Entera Bio (ENTX) Q3 2024 earnings summary

Executive summary

• Focused on developing oral peptide therapies for chronic conditions, with lead candidates EB613 for osteoporosis and EB612 for hypoparathyroidism; preparing for a Phase 3 study for EB613 pending FDA endpoint qualification.

• Advanced EB613, the first oral PTH (1-34) tablet for osteoporosis, with new comparative data presented at ASBMR 2024.

• Progressed oral GLP-1/glucagon and GLP-2 tablet programs, with positive PK/PD results and ongoing pre-IND validation; collaboration with OPKO Biologics on oral GLP-2 and OXM programs showed positive preclinical results, with additional data expected in 2024.
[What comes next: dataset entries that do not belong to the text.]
//! Hash utilities and functions

use sha2::{Digest, Sha256};

/// Compute SHA-256 hash
pub fn sha256(data: &[u8]) -> [u8; 32] {
    let mut hasher = Sha256::new();
    hasher.update(data);
    hasher.finalize().into()
}

/// Compute SHA-256 hash and return as hex string
pub fn sha256_hex(data: &[u8]) -> String {
    hex::encode(sha256(data))
}

/// Content address of a chunk: lower-case hex SHA-256 of its bytes
pub fn content_hash(data: &[u8]) -> String {
    sha256_hex(data)
}

/// Apply SHA-256 to its own raw digest `iterations` times, starting from
/// `data`, and hex-encode the final digest.
///
/// A single iteration is exactly [`sha256_hex`]. Zero is treated as one so
/// the output is always a digest.
pub fn sequential_hash(data: &[u8], iterations: u32) -> String {
    let mut digest = sha256(data);
    for _ in 1..iterations.max(1) {
        digest = sha256(&digest);
    }
    hex::encode(digest)
}
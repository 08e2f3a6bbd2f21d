//! Chain of sealed blocks with dead-band difficulty adjustment

use crate::block::{Block, ZERO_HASH};
use crate::crypto::pow::{derive_useful_work, meets_difficulty, DEFAULT_HASH_ITERATIONS};
use crate::error::{CryptoError, Result, TorrentChainError};
use crate::utils::{Clock, SystemClock};
use serde::{Deserialize, Serialize};
use std::fmt;
use std::sync::atomic::{AtomicBool, Ordering};
use std::sync::Arc;
use tokio::sync::Mutex;
use tracing::{debug, info, info_span, warn, Span};

/// Chain parameters
#[derive(Debug, Clone, Serialize, Deserialize)]
#[serde(default)]
pub struct ChainConfig {
    /// Difficulty used to seal genesis and the first blocks
    pub initial_difficulty: u32,
    /// Desired seconds between blocks
    pub target_block_time_secs: f64,
    /// Recompute difficulty every this many blocks
    pub adjustment_interval: u64,
    /// Sequential hash rounds used for block hashes
    pub hash_iterations: u32,
    /// Sole transaction of the genesis block
    pub genesis_marker: String,
}

impl Default for ChainConfig {
    fn default() -> Self {
        Self {
            initial_difficulty: 2,
            target_block_time_secs: 10.0,
            adjustment_interval: 10,
            hash_iterations: DEFAULT_HASH_ITERATIONS,
            genesis_marker: "GenesisBlock".to_string(),
        }
    }
}

/// Outcome of checking a block against the chain head
#[derive(Debug, Clone, Copy, PartialEq, Eq)]
pub enum BlockValidation {
    Accepted,
    /// `previous_hash` does not match the head's hash
    PreviousHashMismatch,
    /// Stored hash differs from the recomputed one
    HashMismatch,
    /// Hash lacks the leading zeros its difficulty demands
    InsufficientWork,
    /// `useful_work_data` is not derived from the block's transactions
    UsefulWorkMismatch,
}

impl BlockValidation {
    pub fn is_accepted(&self) -> bool {
        matches!(self, BlockValidation::Accepted)
    }
}

impl fmt::Display for BlockValidation {
    fn fmt(&self, f: &mut fmt::Formatter<'_>) -> fmt::Result {
        let reason = match self {
            BlockValidation::Accepted => "accepted",
            BlockValidation::PreviousHashMismatch => "previous hash mismatch",
            BlockValidation::HashMismatch => "hash mismatch",
            BlockValidation::InsufficientWork => "insufficient work",
            BlockValidation::UsefulWorkMismatch => "useful work mismatch",
        };
        f.write_str(reason)
    }
}

/// Increment the nonce from its current value until the block's hash meets
/// its difficulty. Returns `false` if `should_stop` was raised first.
pub fn seal_block(block: &mut Block, hash_iterations: u32, should_stop: &AtomicBool) -> bool {
    block.rehash(hash_iterations);
    while !block.meets_difficulty() {
        if should_stop.load(Ordering::Relaxed) {
            return false;
        }
        block.nonce = block.nonce.wrapping_add(1);
        block.rehash(hash_iterations);
    }
    true
}

/// Ordered sequence of sealed blocks, always starting with genesis
pub struct Chain {
    config: ChainConfig,
    blocks: Vec<Block>,
    difficulty: u32,
    pending_transactions: Vec<String>,
    clock: Arc<dyn Clock>,
    span: Span,
}

impl fmt::Debug for Chain {
    fn fmt(&self, f: &mut fmt::Formatter<'_>) -> fmt::Result {
        f.debug_struct("Chain")
            .field("height", &self.blocks.len())
            .field("difficulty", &self.difficulty)
            .field("pending", &self.pending_transactions.len())
            .finish()
    }
}

impl Chain {
    /// Create a chain and mine its genesis block
    pub fn new(config: ChainConfig) -> Self {
        Self::with_clock(config, Arc::new(SystemClock))
    }

    /// Create a chain whose timestamps come from `clock`
    pub fn with_clock(config: ChainConfig, clock: Arc<dyn Clock>) -> Self {
        Self::new_in_span(config, clock, info_span!("chain"))
    }

    /// Create a chain that logs under `span`, genesis included
    pub fn new_in_span(config: ChainConfig, clock: Arc<dyn Clock>, span: Span) -> Self {
        let mut chain = Self {
            difficulty: config.initial_difficulty.max(1),
            config,
            blocks: Vec::new(),
            pending_transactions: Vec::new(),
            clock,
            span,
        };
        let genesis = chain.create_genesis();
        info!(parent: &chain.span, "Genesis block sealed: {}", genesis.hash);
        chain.blocks.push(genesis);
        chain
    }

    /// Restore a chain from already-sealed blocks without re-validating them.
    /// Use [`Chain::validate_chain`] to check them.
    ///
    /// The working difficulty is the head's, re-adjusted if the head closed an
    /// adjustment interval, so the next block is sealed as if the chain had
    /// never been reloaded.
    pub fn from_blocks(
        config: ChainConfig,
        blocks: Vec<Block>,
        clock: Arc<dyn Clock>,
    ) -> Result<Self> {
        let head = blocks
            .last()
            .ok_or_else(|| TorrentChainError::consensus("chain must contain a genesis block"))?;
        let head_index = head.index;
        let mut chain = Self {
            difficulty: head.difficulty.max(1),
            config,
            blocks,
            pending_transactions: Vec::new(),
            clock,
            span: info_span!("chain"),
        };
        if chain.closes_interval(head_index) {
            chain.adjust_difficulty();
        }
        Ok(chain)
    }

    /// Replace the diagnostics span used for this chain's log lines
    pub fn with_span(mut self, span: Span) -> Self {
        self.span = span;
        self
    }

    fn closes_interval(&self, index: u64) -> bool {
        index != 0 && index % self.config.adjustment_interval.max(1) == 0
    }

    /// Build and seal the genesis block at the current difficulty
    pub fn create_genesis(&self) -> Block {
        let transactions = vec![self.config.genesis_marker.clone()];
        let useful_work = derive_useful_work(&transactions);
        let mut genesis = Block::with_timestamp(
            0,
            self.clock.now_secs(),
            transactions,
            ZERO_HASH,
            self.difficulty,
            0,
            useful_work,
            self.config.hash_iterations,
        );
        seal_block(&mut genesis, self.config.hash_iterations, &AtomicBool::new(false));
        genesis
    }

    pub fn config(&self) -> &ChainConfig {
        &self.config
    }

    pub fn blocks(&self) -> &[Block] {
        &self.blocks
    }

    pub fn block_at(&self, index: usize) -> Option<&Block> {
        self.blocks.get(index)
    }

    /// The head of the chain. Genesis guarantees it exists.
    pub fn last_block(&self) -> &Block {
        &self.blocks[self.blocks.len() - 1]
    }

    pub fn len(&self) -> usize {
        self.blocks.len()
    }

    pub fn is_empty(&self) -> bool {
        self.blocks.is_empty()
    }

    pub fn difficulty(&self) -> u32 {
        self.difficulty
    }

    pub fn set_difficulty(&mut self, difficulty: u32) {
        self.difficulty = difficulty.max(1);
    }

    pub fn add_transaction(&mut self, transaction: impl Into<String>) {
        self.pending_transactions.push(transaction.into());
    }

    pub fn pending_transactions(&self) -> &[String] {
        &self.pending_transactions
    }

    /// Check a block against the current head without appending it
    pub fn is_valid_block(&self, block: &Block) -> BlockValidation {
        if block.previous_hash != self.last_block().hash {
            return BlockValidation::PreviousHashMismatch;
        }
        check_block_contents(block, self.config.hash_iterations)
    }

    /// Append a block if it extends the head and is correctly sealed.
    ///
    /// Rejections are ordinary outcomes, not errors.
    pub fn append(&mut self, block: Block) -> BlockValidation {
        let verdict = self.is_valid_block(&block);
        if !verdict.is_accepted() {
            warn!(parent: &self.span, "Rejected block {}: {}", block.index, verdict);
            return verdict;
        }

        let index = block.index;
        debug!(parent: &self.span, "Appended block {} ({})", index, block.hash);
        self.blocks.push(block);

        if self.closes_interval(index) {
            self.adjust_difficulty();
        }
        BlockValidation::Accepted
    }

    /// Unsealed block for the pending transactions, or `None` if there are none
    pub fn candidate_block(&self) -> Option<Block> {
        if self.pending_transactions.is_empty() {
            return None;
        }
        let head = self.last_block();
        let transactions = self.pending_transactions.clone();
        let useful_work = derive_useful_work(&transactions);
        Some(Block::with_timestamp(
            head.index + 1,
            self.clock.now_secs(),
            transactions,
            head.hash.clone(),
            self.difficulty,
            0,
            useful_work,
            self.config.hash_iterations,
        ))
    }

    /// Seal and append a block of all pending transactions
    pub fn mine(&mut self) -> Option<Block> {
        self.mine_with_cancel(&AtomicBool::new(false))
    }

    /// Like [`Chain::mine`], abandoning the search when `should_stop` is raised
    pub fn mine_with_cancel(&mut self, should_stop: &AtomicBool) -> Option<Block> {
        let mut candidate = self.candidate_block()?;
        if !seal_block(&mut candidate, self.config.hash_iterations, should_stop) {
            info!(parent: &self.span, "Mining of block {} cancelled", candidate.index);
            return None;
        }
        self.commit_mined(candidate)
    }

    /// Append a block sealed elsewhere and drop the transactions it included
    /// from the front of the pending queue.
    fn commit_mined(&mut self, block: Block) -> Option<Block> {
        if !self.append(block.clone()).is_accepted() {
            return None;
        }
        let included = block.transactions.len();
        if self.pending_transactions.starts_with(&block.transactions) {
            self.pending_transactions.drain(..included);
        } else {
            self.pending_transactions
                .retain(|tx| !block.transactions.contains(tx));
        }
        info!(
            parent: &self.span,
            "Mined block {} with {} transactions at difficulty {}",
            block.index, included, block.difficulty
        );
        Some(block)
    }

    /// Raise difficulty by one if the last interval was sealed in under half
    /// the expected time, lower it by one (never below 1) if it took more than
    /// double. Inside that band nothing changes.
    pub fn adjust_difficulty(&mut self) {
        let interval = self.config.adjustment_interval as usize;
        if self.blocks.len() <= interval {
            return;
        }

        let reference = &self.blocks[self.blocks.len() - interval - 1];
        let actual_time = self.last_block().timestamp - reference.timestamp;
        let expected_time = self.config.target_block_time_secs * interval as f64;

        let previous = self.difficulty;
        if actual_time < expected_time / 2.0 {
            self.difficulty += 1;
        } else if actual_time > expected_time * 2.0 {
            self.difficulty = self.difficulty.saturating_sub(1).max(1);
        }

        if self.difficulty != previous {
            info!(
                parent: &self.span,
                "Difficulty adjusted {} -> {} (actual {:.3}s, expected {:.3}s)",
                previous, self.difficulty, actual_time, expected_time
            );
        }
    }

    /// Re-check linkage, hashes, work and useful-work derivation of every block
    pub fn validate_chain(&self) -> Result<()> {
        for (i, block) in self.blocks.iter().enumerate() {
            let verdict = match i {
                0 if block.previous_hash != ZERO_HASH => BlockValidation::PreviousHashMismatch,
                0 => check_block_contents(block, self.config.hash_iterations),
                _ if block.previous_hash != self.blocks[i - 1].hash => {
                    BlockValidation::PreviousHashMismatch
                },
                _ => check_block_contents(block, self.config.hash_iterations),
            };
            if !verdict.is_accepted() {
                return Err(TorrentChainError::validation(format!(
                    "block {} invalid: {}",
                    block.index, verdict
                )));
            }
        }
        Ok(())
    }
}

fn check_block_contents(block: &Block, hash_iterations: u32) -> BlockValidation {
    if block.hash != block.calculate_hash(hash_iterations) {
        return BlockValidation::HashMismatch;
    }
    if !meets_difficulty(&block.hash, block.difficulty) {
        return BlockValidation::InsufficientWork;
    }
    if block.useful_work_data != derive_useful_work(&block.transactions) {
        return BlockValidation::UsefulWorkMismatch;
    }
    BlockValidation::Accepted
}

/// Mine the pending transactions on a blocking worker without holding the
/// chain lock during the nonce search.
///
/// Raising `should_stop` abandons the search with
/// [`CryptoError::ProofOfWorkCancelled`]. If the head moved while sealing the
/// append is rejected and `Ok(None)` is returned.
pub async fn mine_in_background(
    chain: Arc<Mutex<Chain>>,
    should_stop: Arc<AtomicBool>,
) -> Result<Option<Block>> {
    let (candidate, hash_iterations) = {
        let chain = chain.lock().await;
        match chain.candidate_block() {
            Some(candidate) => (candidate, chain.config.hash_iterations),
            None => return Ok(None),
        }
    };

    let sealed = tokio::task::spawn_blocking(move || {
        let mut block = candidate;
        seal_block(&mut block, hash_iterations, &should_stop).then_some(block)
    })
    .await
    .map_err(|e| TorrentChainError::consensus(format!("Mining task failed: {}", e)))?;

    let block = sealed.ok_or(TorrentChainError::Crypto(CryptoError::ProofOfWorkCancelled))?;
    let mut chain = chain.lock().await;
    Ok(chain.commit_mined(block))
}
• Strengthened clinical and scientific advisory board with global experts.

• No material impact from ongoing Middle East conflicts, though risks remain due to regional instability.

Financial highlights

• Revenue for the nine months ended September 30, 2024 was $99,000, all from a research services agreement; no product sales revenue.

• Net loss for the nine months ended September 30, 2024 was $7.2 million, compared to $6.9 million in the prior year period.

• Net loss for Q3 2024 was $3.0 million ($0.08 per share), compared to $2.4 million ($0.08 per share) in Q3 2023.

• Cash and cash equivalents as of September 30, 2024 were $6.9 million, expected to fund operations into Q3 2025.

• Accumulated deficit reached $111.6 million as of September 30, 2024.

Outlook and guidance

• Current cash is expected to fund operations into Q3 2025, covering ongoing R&D, regulatory expenses, and collaborative research.

• Additional funding will be required to initiate the Phase 3 study for EB613; delays or inability to secure funding could impact development timelines.

• Anticipates FDA's decision on SABRE regulatory endpoint for osteoporosis drugs in January 2025, which could impact EB613's phase 3 pathway.

• Plans to present further data on oral OXM and advance multiple programs into clinical phases by 2025.